The above steps can be performed for each beat in the audio piece. Once all the beats have been analyzed, the energy of the frames each corresponding to one beat in the audio piece is averaged (block 336). The averaged result is between 0 and 1 because the window function applied to each frame is already normalized. Therefore, the total energy of each frame, and thus their average is also between 0 and 1. The averaged energy of the frames constitutes the beat loudness (block 338).
Bass Beats Loudness
The above described method 326 may also be used for deriving the bass beats loudness. The bass beats loudness is a measure of the weight of low frequencies in the whole spectrum within the beats of the audio piece. It is a real number between 0 and 1.
The calculation process of the bass beats loudness is generally the same as for calculating the beats loudness, but further includes the step of calculating the ratio between the energy of the low frequencies and the total energy of the spectrum (block 340). This can be calculated on a frame-by-frame basis or over all frames. For example, the beat energy band ratio can be determined by calculating the average energy in the low frequencies of the frames and dividing it by the average total energy of the frames.
The range of low frequencies can be between about 20-150 Hz, which corresponds to the bass frequency used in many commercial high-fidelity system equalizers. Other low frequency range values could be chosen, however.
The above steps can be performed for each beat in the audio piece. Once all of the beats have been analyzed, the energy of the frames each corresponding to one bass beat is averaged (block 342). The averaged result is between 0 and 1 because the window function applied to each frame is already normalized. Therefore, the total energy of each frame, and thus their average is also between 0 and 1. The averaged energy of the frames constitutes the bass beats loudness (block 344).
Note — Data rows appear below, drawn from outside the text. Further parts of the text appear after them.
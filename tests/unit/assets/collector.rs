use std::cell::Cell;
use std::path::{Path, PathBuf};
use std::rc::Rc;

use rand::SeedableRng;
use rand::rngs::StdRng;

use super::*;
use crate::{
    assets::media::{AudioPart, AudioPcm, MediaProbe, VideoSourceInfo},
    collab::{FootageCandidate, WordSpan},
    foundation::error::ReelforgeError,
    plan::model::ScriptSegment,
};

fn temp_dir(name: &str) -> PathBuf {
    std::env::temp_dir().join(format!(
        "reelforge_{name}_{}_{}",
        std::process::id(),
        std::time::SystemTime::now()
            .duration_since(std::time::UNIX_EPOCH)
            .unwrap()
            .as_nanos()
    ))
}

fn plan_with(segments: Vec<ScriptSegment>) -> ContentPlan {
    ContentPlan {
        title: "Ocean life".to_string(),
        description: String::new(),
        tags: vec![],
        format: Default::default(),
        target_duration_sec: 30.0,
        language: "en".to_string(),
        tone: String::new(),
        segments,
    }
}

fn segment(text: &str, keyword: &str) -> ScriptSegment {
    ScriptSegment {
        text: text.to_string(),
        keyword: keyword.to_string(),
        duration_sec: None,
        start_sec: None,
        end_sec: None,
    }
}

struct FakeSynth {
    fail: bool,
}

impl FakeSynth {
    fn new() -> Self {
        Self { fail: false }
    }
    fn failing() -> Self {
        Self { fail: true }
    }
}

impl SpeechSynthesizer for FakeSynth {
    fn synthesize(&self, _text: &str, _voice: &VoiceParams, out_path: &Path) -> ReelforgeResult<()> {
        if self.fail {
            return Err(ReelforgeError::validation("synth offline"));
        }
        std::fs::write(out_path, b"wav").map_err(|e| ReelforgeError::validation(e.to_string()))
    }
}

struct FakeMedia {
    audio_sec: f64,
    fail_measure: bool,
}

impl FakeMedia {
    fn new(audio_sec: f64) -> Self {
        Self {
            audio_sec,
            fail_measure: false,
        }
    }
}

impl MediaProbe for FakeMedia {
    fn audio_duration_sec(&self, _path: &Path) -> ReelforgeResult<f64> {
        if self.fail_measure {
            return Err(ReelforgeError::validation("probe broken"));
        }
        Ok(self.audio_sec)
    }

    fn probe_video(&self, path: &Path) -> ReelforgeResult<VideoSourceInfo> {
        Ok(VideoSourceInfo {
            source_path: path.to_path_buf(),
            width: 1080,
            height: 1920,
            duration_sec: 8.0,
            has_audio: false,
        })
    }

    fn concat_audio(&self, parts: &[AudioPart], out: &Path) -> ReelforgeResult<()> {
        assert!(!parts.is_empty());
        std::fs::write(out, b"concat").map_err(|e| ReelforgeError::validation(e.to_string()))
    }

    fn decode_audio_f32_stereo(&self, _path: &Path, sample_rate: u32) -> ReelforgeResult<AudioPcm> {
        Ok(AudioPcm {
            sample_rate,
            channels: 2,
            interleaved_f32: vec![0.0; 64],
        })
    }
}

struct FakeProvider {
    name: String,
    search_calls: Rc<Cell<usize>>,
    empty: bool,
    fail_download: bool,
}

impl FakeProvider {
    fn new(name: &str) -> Self {
        Self {
            name: name.to_string(),
            search_calls: Rc::new(Cell::new(0)),
            empty: false,
            fail_download: false,
        }
    }
    fn empty(name: &str) -> Self {
        Self {
            empty: true,
            ..Self::new(name)
        }
    }
    fn counting(name: &str, counter: Rc<Cell<usize>>) -> Self {
        Self {
            search_calls: counter,
            ..Self::new(name)
        }
    }
}

impl FootageProvider for FakeProvider {
    fn name(&self) -> &str {
        &self.name
    }

    fn search(&self, keyword: &str, _limit: usize) -> ReelforgeResult<Vec<FootageCandidate>> {
        self.search_calls.set(self.search_calls.get() + 1);
        if self.empty {
            return Ok(Vec::new());
        }
        Ok(vec![FootageCandidate {
            id: format!("{}-{}", self.name, keyword.replace(' ', "-")),
            url: "https://example.test/clip.mp4".to_string(),
            provider: self.name.clone(),
            keyword: keyword.to_string(),
            duration_sec: 7.5,
            width: 1080,
            height: 1920,
        }])
    }

    fn download(&self, candidate: &FootageCandidate, dir: &Path) -> ReelforgeResult<PathBuf> {
        if self.fail_download {
            return Err(ReelforgeError::validation("download refused"));
        }
        let path = dir.join(format!("{}.mp4", candidate.id));
        std::fs::write(&path, b"mp4").map_err(|e| ReelforgeError::validation(e.to_string()))?;
        Ok(path)
    }
}

fn config_in(dir: &Path) -> PipelineConfig {
    let mut cfg = PipelineConfig::default();
    cfg.workdir = dir.join("work");
    cfg.output_dir = dir.join("out");
    cfg.music_dir = dir.join("music");
    cfg
}

fn boxed(providers: Vec<FakeProvider>) -> Vec<Box<dyn FootageProvider>> {
    providers
        .into_iter()
        .map(|p| Box::new(p) as Box<dyn FootageProvider>)
        .collect()
}

#[test]
fn measured_durations_overwrite_estimates() {
    let tmp = temp_dir("collector_measured");
    let cfg = config_in(&tmp);
    let synth = FakeSynth::new();
    let media = FakeMedia::new(2.5);
    let providers = boxed(vec![FakeProvider::new("stock")]);

    let collector = AssetCollector::new(&cfg, &synth, None, &providers, None, &media);
    let mut plan = plan_with(vec![
        segment("First segment text.", "ocean"),
        segment("Second segment text.", "reef"),
    ]);
    let mut rng = StdRng::seed_from_u64(7);
    let bundle = collector.collect(&mut plan, &mut rng).unwrap();

    for s in &plan.segments {
        assert_eq!(s.duration_sec, Some(2.5));
    }
    assert_eq!(bundle.timings.len(), 2);
    assert!(!bundle.timings[0].degraded);
    assert_eq!(bundle.timings[1].start_sec, 2.5);
    assert!(bundle.narration.is_some());

    std::fs::remove_dir_all(&tmp).ok();
}

#[test]
fn measurement_failure_degrades_to_the_estimate() {
    let tmp = temp_dir("collector_degraded");
    let cfg = config_in(&tmp);
    let synth = FakeSynth::new();
    let mut media = FakeMedia::new(2.5);
    media.fail_measure = true;
    let providers = boxed(vec![]);

    let collector = AssetCollector::new(&cfg, &synth, None, &providers, None, &media);
    let mut plan = plan_with(vec![segment("Twenty eight chars long text", "x")]);
    let mut rng = StdRng::seed_from_u64(7);
    let bundle = collector.collect(&mut plan, &mut rng).unwrap();

    assert!(bundle.timings[0].degraded);
    // 28 chars at the default 14 chars/sec rate.
    assert!((bundle.timings[0].duration_sec - 2.0).abs() < 1e-9);

    std::fs::remove_dir_all(&tmp).ok();
}

#[test]
fn total_synthesis_failure_is_fatal() {
    let tmp = temp_dir("collector_fatal");
    let cfg = config_in(&tmp);
    let synth = FakeSynth::failing();
    let media = FakeMedia::new(2.5);
    let providers = boxed(vec![]);

    let collector = AssetCollector::new(&cfg, &synth, None, &providers, None, &media);
    let mut plan = plan_with(vec![segment("a", "x"), segment("b", "y")]);
    let mut rng = StdRng::seed_from_u64(7);
    let err = collector.collect(&mut plan, &mut rng).unwrap_err();
    assert!(matches!(err, ReelforgeError::AssetCollection(_)));

    std::fs::remove_dir_all(&tmp).ok();
}

#[test]
fn footage_cache_makes_repeat_keywords_free() {
    let tmp = temp_dir("collector_cache");
    let cfg = config_in(&tmp);
    let synth = FakeSynth::new();
    let media = FakeMedia::new(2.0);
    let searches = Rc::new(Cell::new(0));
    let providers = boxed(vec![FakeProvider::counting("stock", searches.clone())]);

    let collector = AssetCollector::new(&cfg, &synth, None, &providers, None, &media);
    let mut rng = StdRng::seed_from_u64(7);

    let mut first = plan_with(vec![segment("One.", "ocean waves")]);
    collector.collect(&mut first, &mut rng).unwrap();

    let mut second = plan_with(vec![segment("Two.", "ocean waves")]);
    let bundle = collector.collect(&mut second, &mut rng).unwrap();

    // The second request for the same keyword is served from the cache.
    assert_eq!(searches.get(), 1);
    assert_eq!(bundle.clips.len(), 1);

    std::fs::remove_dir_all(&tmp).ok();
}

#[test]
fn missing_footage_degrades_but_does_not_fail() {
    let tmp = temp_dir("collector_novisual");
    let cfg = config_in(&tmp);
    let synth = FakeSynth::new();
    let media = FakeMedia::new(2.0);
    let providers = boxed(vec![FakeProvider::empty("stock")]);

    let collector = AssetCollector::new(&cfg, &synth, None, &providers, None, &media);
    let mut plan = plan_with(vec![segment("Text.", "nothing matches this")]);
    let mut rng = StdRng::seed_from_u64(7);
    let bundle = collector.collect(&mut plan, &mut rng).unwrap();

    assert!(bundle.clips.is_empty());
    assert!(bundle.narration.is_some());

    std::fs::remove_dir_all(&tmp).ok();
}

struct FakeAligner {
    words: Vec<WordSpan>,
}

impl ForcedAligner for FakeAligner {
    fn align(&self, _spans: &[AlignSpan], _audio: &Path) -> ReelforgeResult<Vec<WordSpan>> {
        Ok(self.words.clone())
    }
}

fn word(w: &str, start: f64, end: f64) -> WordSpan {
    WordSpan {
        word: w.to_string(),
        start_sec: start,
        end_sec: end,
    }
}

#[test]
fn alignment_overrides_measured_timings() {
    let tmp = temp_dir("collector_aligned");
    let cfg = config_in(&tmp);
    let synth = FakeSynth::new();
    let media = FakeMedia::new(2.0);
    let providers = boxed(vec![]);
    // Two segments of two words each.
    let aligner = FakeAligner {
        words: vec![
            word("first", 0.0, 0.4),
            word("words", 0.5, 0.9),
            word("second", 1.0, 1.6),
            word("words", 1.7, 2.3),
        ],
    };

    let collector = AssetCollector::new(&cfg, &synth, Some(&aligner as &dyn ForcedAligner), &providers, None, &media);
    let mut plan = plan_with(vec![segment("first words", "a"), segment("second words", "b")]);
    let mut rng = StdRng::seed_from_u64(7);
    let bundle = collector.collect(&mut plan, &mut rng).unwrap();

    assert_eq!(plan.segments[0].start_sec, Some(0.0));
    assert_eq!(plan.segments[0].end_sec, Some(0.9));
    assert_eq!(plan.segments[1].start_sec, Some(1.0));
    assert_eq!(plan.segments[1].end_sec, Some(2.3));
    assert!((bundle.timings[0].duration_sec - 0.9).abs() < 1e-9);
    assert!((bundle.timings[1].duration_sec - 1.3).abs() < 1e-9);

    std::fs::remove_dir_all(&tmp).ok();
}

#[test]
fn exhausted_word_stream_advances_one_second_per_segment() {
    let tmp = temp_dir("collector_exhausted");
    let cfg = config_in(&tmp);
    let synth = FakeSynth::new();
    let media = FakeMedia::new(2.0);
    let providers = boxed(vec![]);
    // Only the first segment's words are present.
    let aligner = FakeAligner {
        words: vec![word("only", 0.0, 0.5), word("these", 0.6, 1.1)],
    };

    let collector = AssetCollector::new(&cfg, &synth, Some(&aligner as &dyn ForcedAligner), &providers, None, &media);
    let mut plan = plan_with(vec![segment("only these", "a"), segment("missing words", "b")]);
    let mut rng = StdRng::seed_from_u64(7);
    collector.collect(&mut plan, &mut rng).unwrap();

    assert_eq!(plan.segments[1].start_sec, Some(1.1));
    assert_eq!(plan.segments[1].end_sec, Some(2.1));

    std::fs::remove_dir_all(&tmp).ok();
}

struct BrokenAligner;

impl ForcedAligner for BrokenAligner {
    fn align(&self, _spans: &[AlignSpan], _audio: &Path) -> ReelforgeResult<Vec<WordSpan>> {
        Err(ReelforgeError::validation("model not downloaded"))
    }
}

#[test]
fn alignment_failure_keeps_measured_timings() {
    let tmp = temp_dir("collector_alignfail");
    let cfg = config_in(&tmp);
    let synth = FakeSynth::new();
    let media = FakeMedia::new(2.0);
    let providers = boxed(vec![]);

    let collector =
        AssetCollector::new(&cfg, &synth, Some(&BrokenAligner as &dyn ForcedAligner), &providers, None, &media);
    let mut plan = plan_with(vec![segment("some text", "a")]);
    let mut rng = StdRng::seed_from_u64(7);
    let bundle = collector.collect(&mut plan, &mut rng).unwrap();

    assert!(plan.segments[0].start_sec.is_none());
    assert_eq!(bundle.timings[0].duration_sec, 2.0);

    std::fs::remove_dir_all(&tmp).ok();
}

#[test]
fn synthesis_cache_key_is_stable_and_voice_sensitive() {
    let voice = VoiceParams::default();
    let a = synthesis_cache_key("hello", &voice);
    let b = synthesis_cache_key("hello", &voice);
    assert_eq!(a, b);
    assert_eq!(a.len(), 16);

    let mut other = VoiceParams::default();
    other.stability = 0.9;
    assert_ne!(a, synthesis_cache_key("hello", &other));
    assert_ne!(a, synthesis_cache_key("goodbye", &voice));
}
The combination of both the beats loudness and the bass beats loudness may be useful for characterizing an audio piece. For example, a folk song may have a low beats loudness and a low beats bass beats loudness, a punk-rock song may have a high beats loudness and a low bass beats loudness, and a hip-hop song may have a high beats loudness and a high bass beats loudness.
Rhythmic Intensity
Rhythmic intensity is a measure of the intensity of an audio piece from a rhythmic point of view. Typically, a slow, soft and relaxing audio piece can be considered to have a low rhythmic intensity. On the other hand, a fast, energetic audio piece can be considered to have a high rhythmic intensity. The rhythmic intensity is a number between 0 and 1 where higher values indicate a more rhythmically intensive audio piece.
The rhythmic intensity can be calculated by splitting each of the ranges into three different zones. The choices of the zones for each descriptor can be made according to a double criteria taking as one criteria the statistical analysis of the descriptors of a sample of music pieces that is large enough to be representative (e.g. around one million). Musicological concepts can also be utilized as another criteria. The threshold values correspond to the limits that human perception presents. For example, it is known that the higher threshold for the perception of a slow rhythm is around 100 bpm while the lower limit for a fast rhythm is around 120 bpm. Audio pieces with a bpm between 100 and 120 are considered to be neither fast nor slow. A similar rationale can be followed to choose the zones for the other descriptors.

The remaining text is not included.